----- Supplied records -----
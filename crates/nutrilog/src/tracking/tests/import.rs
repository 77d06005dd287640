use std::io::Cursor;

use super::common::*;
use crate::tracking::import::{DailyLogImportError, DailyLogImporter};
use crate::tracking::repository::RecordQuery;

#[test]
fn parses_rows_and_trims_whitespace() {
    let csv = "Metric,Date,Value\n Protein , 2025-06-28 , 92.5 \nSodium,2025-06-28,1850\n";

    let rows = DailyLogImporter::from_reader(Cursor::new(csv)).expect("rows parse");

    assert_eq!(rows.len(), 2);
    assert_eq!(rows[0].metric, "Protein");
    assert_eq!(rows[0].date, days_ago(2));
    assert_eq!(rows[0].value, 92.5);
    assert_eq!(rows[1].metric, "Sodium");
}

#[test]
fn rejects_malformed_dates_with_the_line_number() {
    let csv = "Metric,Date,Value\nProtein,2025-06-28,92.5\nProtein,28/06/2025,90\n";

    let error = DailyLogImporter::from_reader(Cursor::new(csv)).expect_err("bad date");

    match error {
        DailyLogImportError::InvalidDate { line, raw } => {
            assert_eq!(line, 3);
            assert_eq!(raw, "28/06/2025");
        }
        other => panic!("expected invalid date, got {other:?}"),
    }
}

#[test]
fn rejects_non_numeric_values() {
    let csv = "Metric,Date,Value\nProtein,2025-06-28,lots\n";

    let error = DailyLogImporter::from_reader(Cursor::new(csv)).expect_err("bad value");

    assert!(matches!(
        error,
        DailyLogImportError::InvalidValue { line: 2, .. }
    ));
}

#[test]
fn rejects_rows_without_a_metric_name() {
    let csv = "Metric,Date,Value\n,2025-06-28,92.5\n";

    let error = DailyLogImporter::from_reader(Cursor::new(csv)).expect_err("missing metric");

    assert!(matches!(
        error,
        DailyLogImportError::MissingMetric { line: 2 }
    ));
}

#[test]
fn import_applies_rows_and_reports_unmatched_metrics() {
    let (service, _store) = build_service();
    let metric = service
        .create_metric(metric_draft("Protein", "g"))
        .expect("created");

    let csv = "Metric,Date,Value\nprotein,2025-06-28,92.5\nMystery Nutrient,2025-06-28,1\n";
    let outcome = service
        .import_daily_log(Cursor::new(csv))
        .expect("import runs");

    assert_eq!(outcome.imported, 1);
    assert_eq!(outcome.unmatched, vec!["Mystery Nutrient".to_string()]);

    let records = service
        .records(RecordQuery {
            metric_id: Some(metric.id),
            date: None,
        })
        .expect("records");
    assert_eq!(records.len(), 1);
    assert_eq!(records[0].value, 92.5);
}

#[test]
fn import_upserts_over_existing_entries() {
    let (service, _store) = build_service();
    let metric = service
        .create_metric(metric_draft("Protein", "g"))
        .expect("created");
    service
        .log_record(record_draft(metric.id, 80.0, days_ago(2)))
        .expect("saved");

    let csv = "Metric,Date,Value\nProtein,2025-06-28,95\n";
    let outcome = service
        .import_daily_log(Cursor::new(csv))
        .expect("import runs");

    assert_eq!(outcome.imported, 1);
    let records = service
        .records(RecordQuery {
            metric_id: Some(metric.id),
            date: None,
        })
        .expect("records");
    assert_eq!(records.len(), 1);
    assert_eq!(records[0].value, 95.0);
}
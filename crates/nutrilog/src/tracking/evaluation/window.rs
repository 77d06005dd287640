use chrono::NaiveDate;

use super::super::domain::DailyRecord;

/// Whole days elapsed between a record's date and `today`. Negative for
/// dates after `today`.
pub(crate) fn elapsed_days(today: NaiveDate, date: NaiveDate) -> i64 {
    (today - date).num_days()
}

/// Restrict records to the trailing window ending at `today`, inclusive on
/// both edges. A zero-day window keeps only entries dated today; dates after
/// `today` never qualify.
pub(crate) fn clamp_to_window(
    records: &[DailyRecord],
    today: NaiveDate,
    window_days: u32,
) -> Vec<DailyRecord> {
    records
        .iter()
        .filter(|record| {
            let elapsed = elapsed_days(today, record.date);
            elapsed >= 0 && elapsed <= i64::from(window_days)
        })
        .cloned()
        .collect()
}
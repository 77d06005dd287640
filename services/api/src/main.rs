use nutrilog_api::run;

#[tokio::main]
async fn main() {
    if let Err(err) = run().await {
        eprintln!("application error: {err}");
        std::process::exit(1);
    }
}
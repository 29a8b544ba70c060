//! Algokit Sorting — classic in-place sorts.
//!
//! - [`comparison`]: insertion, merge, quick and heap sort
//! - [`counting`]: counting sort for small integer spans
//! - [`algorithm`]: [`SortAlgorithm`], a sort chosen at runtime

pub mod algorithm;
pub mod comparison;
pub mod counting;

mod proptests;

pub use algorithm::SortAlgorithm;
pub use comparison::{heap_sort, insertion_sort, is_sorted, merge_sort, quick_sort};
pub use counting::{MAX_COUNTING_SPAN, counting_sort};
-----
----- Supplied records -----
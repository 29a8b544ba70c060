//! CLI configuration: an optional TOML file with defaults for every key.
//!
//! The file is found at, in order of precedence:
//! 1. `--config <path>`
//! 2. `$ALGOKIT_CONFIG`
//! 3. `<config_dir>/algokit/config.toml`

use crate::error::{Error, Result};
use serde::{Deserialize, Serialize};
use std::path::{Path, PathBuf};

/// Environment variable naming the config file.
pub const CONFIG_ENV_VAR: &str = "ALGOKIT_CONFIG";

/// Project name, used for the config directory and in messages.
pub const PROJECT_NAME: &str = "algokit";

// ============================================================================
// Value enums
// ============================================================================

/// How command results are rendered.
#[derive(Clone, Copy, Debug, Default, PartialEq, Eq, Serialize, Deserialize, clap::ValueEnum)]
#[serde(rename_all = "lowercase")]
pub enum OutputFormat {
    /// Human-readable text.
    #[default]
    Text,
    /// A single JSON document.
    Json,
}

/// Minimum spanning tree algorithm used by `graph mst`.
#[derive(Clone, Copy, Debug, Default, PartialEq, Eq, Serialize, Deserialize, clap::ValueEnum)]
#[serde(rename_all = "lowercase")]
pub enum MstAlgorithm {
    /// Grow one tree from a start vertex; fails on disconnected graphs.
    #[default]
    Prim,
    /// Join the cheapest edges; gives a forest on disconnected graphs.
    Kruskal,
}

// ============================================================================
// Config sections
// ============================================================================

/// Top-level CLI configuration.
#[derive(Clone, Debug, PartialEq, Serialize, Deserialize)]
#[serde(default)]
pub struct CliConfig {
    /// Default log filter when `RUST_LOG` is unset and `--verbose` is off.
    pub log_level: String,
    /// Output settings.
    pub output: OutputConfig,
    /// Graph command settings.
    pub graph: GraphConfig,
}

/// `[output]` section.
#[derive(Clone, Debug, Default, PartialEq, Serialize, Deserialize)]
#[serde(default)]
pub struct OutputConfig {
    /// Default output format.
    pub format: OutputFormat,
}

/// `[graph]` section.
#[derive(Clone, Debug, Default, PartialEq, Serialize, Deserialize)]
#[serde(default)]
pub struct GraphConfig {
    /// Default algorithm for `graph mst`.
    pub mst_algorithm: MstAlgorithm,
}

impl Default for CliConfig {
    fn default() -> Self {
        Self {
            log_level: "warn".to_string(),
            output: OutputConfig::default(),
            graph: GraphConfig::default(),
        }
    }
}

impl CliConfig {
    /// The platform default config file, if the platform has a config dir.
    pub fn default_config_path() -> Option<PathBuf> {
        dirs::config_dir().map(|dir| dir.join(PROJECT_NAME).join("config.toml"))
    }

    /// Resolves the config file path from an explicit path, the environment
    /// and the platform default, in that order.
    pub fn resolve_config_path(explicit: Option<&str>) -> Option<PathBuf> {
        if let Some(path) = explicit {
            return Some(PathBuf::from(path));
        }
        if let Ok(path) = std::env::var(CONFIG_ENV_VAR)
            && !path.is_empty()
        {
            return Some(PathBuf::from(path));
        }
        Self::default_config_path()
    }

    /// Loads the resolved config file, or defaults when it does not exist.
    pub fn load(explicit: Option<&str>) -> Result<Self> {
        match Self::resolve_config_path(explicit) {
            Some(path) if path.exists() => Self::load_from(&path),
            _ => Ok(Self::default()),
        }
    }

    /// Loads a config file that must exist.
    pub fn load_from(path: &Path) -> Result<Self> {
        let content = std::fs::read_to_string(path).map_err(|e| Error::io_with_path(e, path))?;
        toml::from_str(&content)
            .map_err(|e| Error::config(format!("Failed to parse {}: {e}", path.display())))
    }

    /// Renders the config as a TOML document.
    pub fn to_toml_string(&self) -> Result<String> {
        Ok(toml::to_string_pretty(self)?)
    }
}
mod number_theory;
-----
Only one stretch of the records above is wanted: the lines between the one holding "fails on disconnected graphs." and the one holding "Default output format.", inclusive, reproduced exactly.

    /// Grow one tree from a start vertex; fails on disconnected graphs.
    #[default]
    Prim,
    /// Join the cheapest edges; gives a forest on disconnected graphs.
    Kruskal,
}

// ============================================================================
// Config sections
// ============================================================================

/// Top-level CLI configuration.
#[derive(Clone, Debug, PartialEq, Serialize, Deserialize)]
#[serde(default)]
pub struct CliConfig {
    /// Default log filter when `RUST_LOG` is unset and `--verbose` is off.
    pub log_level: String,
    /// Output settings.
    pub output: OutputConfig,
    /// Graph command settings.
    pub graph: GraphConfig,
}

/// `[output]` section.
#[derive(Clone, Debug, Default, PartialEq, Serialize, Deserialize)]
#[serde(default)]
pub struct OutputConfig {
    /// Default output format.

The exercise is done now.